■ **How to complete this task**
Using the data below, return the stretch from the line that contains "filename src/lib.rs" through the line that contains "when self-collision handling", both included, exactly as it stands and nothing beyond it.

══ Data

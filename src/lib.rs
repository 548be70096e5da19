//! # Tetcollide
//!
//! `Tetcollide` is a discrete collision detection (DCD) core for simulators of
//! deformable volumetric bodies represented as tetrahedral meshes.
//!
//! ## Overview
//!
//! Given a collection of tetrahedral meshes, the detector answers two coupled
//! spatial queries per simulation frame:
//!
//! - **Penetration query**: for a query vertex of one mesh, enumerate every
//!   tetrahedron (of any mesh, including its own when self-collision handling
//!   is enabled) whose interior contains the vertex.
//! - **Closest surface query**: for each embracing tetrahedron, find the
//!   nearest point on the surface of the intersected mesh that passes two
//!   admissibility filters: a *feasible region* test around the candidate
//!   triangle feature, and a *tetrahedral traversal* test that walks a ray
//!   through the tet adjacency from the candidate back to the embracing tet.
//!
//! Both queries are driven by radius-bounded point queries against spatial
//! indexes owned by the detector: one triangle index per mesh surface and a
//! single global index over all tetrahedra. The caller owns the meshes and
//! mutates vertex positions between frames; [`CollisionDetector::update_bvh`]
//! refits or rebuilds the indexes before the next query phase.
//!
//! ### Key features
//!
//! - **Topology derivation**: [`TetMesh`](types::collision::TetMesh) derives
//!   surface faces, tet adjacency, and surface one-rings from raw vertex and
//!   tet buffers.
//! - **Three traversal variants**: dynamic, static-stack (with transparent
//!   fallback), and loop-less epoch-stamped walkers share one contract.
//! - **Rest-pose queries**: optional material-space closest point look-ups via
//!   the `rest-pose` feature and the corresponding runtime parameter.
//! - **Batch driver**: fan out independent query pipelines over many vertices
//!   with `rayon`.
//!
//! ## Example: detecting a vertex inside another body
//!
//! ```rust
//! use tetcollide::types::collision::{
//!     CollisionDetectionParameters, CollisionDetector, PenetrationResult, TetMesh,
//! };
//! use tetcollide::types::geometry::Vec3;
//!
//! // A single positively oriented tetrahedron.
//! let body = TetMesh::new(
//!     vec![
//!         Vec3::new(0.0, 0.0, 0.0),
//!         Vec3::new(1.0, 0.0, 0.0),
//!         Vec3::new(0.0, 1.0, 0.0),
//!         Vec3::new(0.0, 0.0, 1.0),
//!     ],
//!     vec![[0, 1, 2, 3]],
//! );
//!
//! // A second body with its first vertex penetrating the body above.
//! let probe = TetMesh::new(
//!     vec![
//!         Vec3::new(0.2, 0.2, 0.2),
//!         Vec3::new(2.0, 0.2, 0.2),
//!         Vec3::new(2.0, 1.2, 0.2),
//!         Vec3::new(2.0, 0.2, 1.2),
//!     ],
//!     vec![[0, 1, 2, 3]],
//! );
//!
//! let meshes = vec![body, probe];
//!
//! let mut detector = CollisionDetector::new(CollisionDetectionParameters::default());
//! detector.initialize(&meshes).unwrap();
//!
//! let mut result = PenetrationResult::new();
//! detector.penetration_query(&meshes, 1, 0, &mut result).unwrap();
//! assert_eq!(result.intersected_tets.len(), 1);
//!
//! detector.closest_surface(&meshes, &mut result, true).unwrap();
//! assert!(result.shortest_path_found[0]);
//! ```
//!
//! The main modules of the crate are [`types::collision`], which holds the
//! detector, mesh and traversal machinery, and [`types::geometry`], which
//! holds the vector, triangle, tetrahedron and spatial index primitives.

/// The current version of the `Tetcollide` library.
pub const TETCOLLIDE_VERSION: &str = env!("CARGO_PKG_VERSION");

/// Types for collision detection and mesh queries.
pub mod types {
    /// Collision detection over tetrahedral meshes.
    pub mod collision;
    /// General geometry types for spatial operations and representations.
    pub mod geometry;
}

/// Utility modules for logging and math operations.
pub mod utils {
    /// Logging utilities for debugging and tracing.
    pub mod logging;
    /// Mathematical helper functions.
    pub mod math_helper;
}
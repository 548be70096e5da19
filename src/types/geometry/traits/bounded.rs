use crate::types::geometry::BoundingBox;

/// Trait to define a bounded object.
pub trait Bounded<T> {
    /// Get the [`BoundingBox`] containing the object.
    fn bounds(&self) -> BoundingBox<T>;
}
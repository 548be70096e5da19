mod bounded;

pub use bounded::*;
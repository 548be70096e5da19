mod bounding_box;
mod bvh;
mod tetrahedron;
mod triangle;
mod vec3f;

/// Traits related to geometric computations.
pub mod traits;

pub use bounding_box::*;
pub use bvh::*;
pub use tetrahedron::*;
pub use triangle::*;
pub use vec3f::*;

════
══ Data

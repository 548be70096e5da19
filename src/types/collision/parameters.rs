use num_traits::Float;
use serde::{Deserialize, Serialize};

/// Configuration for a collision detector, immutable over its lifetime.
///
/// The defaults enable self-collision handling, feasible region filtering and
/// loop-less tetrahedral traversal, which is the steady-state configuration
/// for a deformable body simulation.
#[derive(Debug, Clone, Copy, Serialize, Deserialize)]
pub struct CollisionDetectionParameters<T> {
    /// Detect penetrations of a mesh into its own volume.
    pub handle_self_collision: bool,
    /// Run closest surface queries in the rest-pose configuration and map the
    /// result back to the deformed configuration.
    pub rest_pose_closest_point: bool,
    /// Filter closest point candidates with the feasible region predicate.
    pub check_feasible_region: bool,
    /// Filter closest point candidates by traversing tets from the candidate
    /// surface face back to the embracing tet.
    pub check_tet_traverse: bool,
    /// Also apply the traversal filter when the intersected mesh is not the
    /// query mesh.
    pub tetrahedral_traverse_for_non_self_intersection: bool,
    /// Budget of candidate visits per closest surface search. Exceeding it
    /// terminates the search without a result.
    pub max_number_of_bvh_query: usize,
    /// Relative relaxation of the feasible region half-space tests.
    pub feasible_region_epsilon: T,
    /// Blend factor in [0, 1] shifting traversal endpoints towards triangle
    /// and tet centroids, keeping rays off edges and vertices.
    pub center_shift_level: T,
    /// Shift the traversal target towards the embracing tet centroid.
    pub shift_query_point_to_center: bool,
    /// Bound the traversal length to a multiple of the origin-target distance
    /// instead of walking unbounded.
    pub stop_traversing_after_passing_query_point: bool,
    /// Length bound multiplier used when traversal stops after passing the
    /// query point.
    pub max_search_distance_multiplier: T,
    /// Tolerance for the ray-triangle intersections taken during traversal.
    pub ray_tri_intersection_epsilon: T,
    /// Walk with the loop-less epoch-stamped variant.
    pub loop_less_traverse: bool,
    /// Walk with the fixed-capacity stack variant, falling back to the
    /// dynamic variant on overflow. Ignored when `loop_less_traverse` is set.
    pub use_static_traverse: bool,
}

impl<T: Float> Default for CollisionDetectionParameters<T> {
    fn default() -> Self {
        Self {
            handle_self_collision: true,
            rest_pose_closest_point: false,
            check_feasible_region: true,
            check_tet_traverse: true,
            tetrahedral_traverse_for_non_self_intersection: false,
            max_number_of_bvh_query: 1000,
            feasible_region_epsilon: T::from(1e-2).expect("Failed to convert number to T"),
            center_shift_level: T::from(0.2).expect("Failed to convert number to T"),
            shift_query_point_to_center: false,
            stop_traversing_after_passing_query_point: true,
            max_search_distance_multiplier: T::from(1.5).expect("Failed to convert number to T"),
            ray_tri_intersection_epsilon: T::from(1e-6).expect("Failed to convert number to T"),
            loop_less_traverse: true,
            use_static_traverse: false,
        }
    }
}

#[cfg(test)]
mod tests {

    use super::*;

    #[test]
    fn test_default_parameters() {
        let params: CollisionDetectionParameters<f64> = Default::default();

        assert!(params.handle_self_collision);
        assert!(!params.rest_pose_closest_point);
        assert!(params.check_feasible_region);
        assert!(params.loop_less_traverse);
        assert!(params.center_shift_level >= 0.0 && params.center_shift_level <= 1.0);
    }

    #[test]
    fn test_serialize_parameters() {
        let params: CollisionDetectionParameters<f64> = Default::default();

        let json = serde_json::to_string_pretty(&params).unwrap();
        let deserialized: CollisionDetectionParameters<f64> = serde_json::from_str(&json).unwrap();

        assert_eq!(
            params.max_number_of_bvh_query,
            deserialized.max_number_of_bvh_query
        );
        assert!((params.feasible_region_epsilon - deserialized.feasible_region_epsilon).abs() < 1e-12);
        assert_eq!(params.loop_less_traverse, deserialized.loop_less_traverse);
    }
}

════

■ **Response box**
filename src/lib.rs
repository 548be70096e5da19
//! # Tetcollide
//!
//! `Tetcollide` is a discrete collision detection (DCD) core for simulators of
//! deformable volumetric bodies represented as tetrahedral meshes.
//!
//! ## Overview
//!
//! Given a collection of tetrahedral meshes, the detector answers two coupled
//! spatial queries per simulation frame:
//!
//! - **Penetration query**: for a query vertex of one mesh, enumerate every
//!   tetrahedron (of any mesh, including its own when self-collision handling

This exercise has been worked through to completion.